AskingQnsPro
AskingQnsPro

Reputation: 19

How to create a pre defined variable array in C

I am trying to create an array according to the size that the user inputs but it does not seem to be working for c programming. The following are my codes:

#include <stdio.h>
#include <stdlib.h>

int main(void)
{
    int x, y;
    scanf("%d", &x);
    scanf("%d", &y);

    double arr[x][y];
}

The compiler keeps returning an error of" Error: Expression must have a constant value. at the line double ... could anyone help point out the error?

Upvotes: 1

Views: 2209

Answers (5)

user529758
user529758

Reputation:

You have two choices:

  • Either use a decent C compiler that supports C99 (or later) and variable-length arrays (I'd go with this approach, personally);

  • or if that is not possible, or the resulting array would be too large to fit in a block-scope variable (causing, for example, a stack overflow), you can use malloc(); however, you won't be able to create a true two-dimensional array using that approach, only a pointer-to-pointer, which may or may not be what you are looking for.

Upvotes: 4

abkds
abkds

Reputation: 1794

You need to allocate the memory in run-time . The compiler doesn't allow the declaration of arrays becuase it does not know the size of the array before hand . You need to use malloc() to allocate memory

Upvotes: 0

kfsone
kfsone

Reputation: 24269

Older C standards don't provide support for arrays that do not have compile-time sizes:

int array[42];
char text[] = "Hello World";
int numbers = { 1, 2, 3, 4 };

(in the case of the latter two examples, the size is derived from the data)
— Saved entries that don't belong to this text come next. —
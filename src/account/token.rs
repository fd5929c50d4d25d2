use super::Account;
use base64ct::{Base64UrlUnpadded, Encoding};
use rand::{rngs::OsRng, RngCore};

#[derive(Debug, thiserror::Error)]
pub enum TokenError {
    #[error("failed to generate token")]
    Entropy(#[from] rand::Error),
}

/// Issues the authentication token returned after register/login.
pub trait TokenIssuer: Send + Sync {
    /// Issue a token for `account`.
    /// # Errors
    /// Returns an error if the token cannot be produced
    fn issue(&self, account: &Account) -> Result<String, TokenError>;
}

/// Random 256-bit bearer token, base64url without padding.
#[derive(Clone, Debug, Default)]
pub struct OpaqueTokenIssuer;

impl TokenIssuer for OpaqueTokenIssuer {
    fn issue(&self, _account: &Account) -> Result<String, TokenError> {
        let mut bytes = [0u8; 32];
        OsRng.try_fill_bytes(&mut bytes)?;
        Ok(Base64UrlUnpadded::encode_string(&bytes))
    }
}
You either need a newer compiler, to specify the -std=c99 if you are using GCC, or you need to allocate memory for the array yourself.

Upvotes: 2

Yu Hao
Yu Hao

Reputation: 122503

The code can work in C99 mode or when the compiler supports VLA(variable length arrays) as an extension (e.g, GCC supports VLA as GNU extesnion).

In C89, you have to use pointers with dynamic memory to simulate.

Upvotes: 2

Ed Swangren
Ed Swangren

Reputation: 124800

You're using a C89 (Visual Studio? Though that would give you an error on the declaration of arr next) or a C++ compiler. VLA's (Variable Length Arrays) are a C99 feature.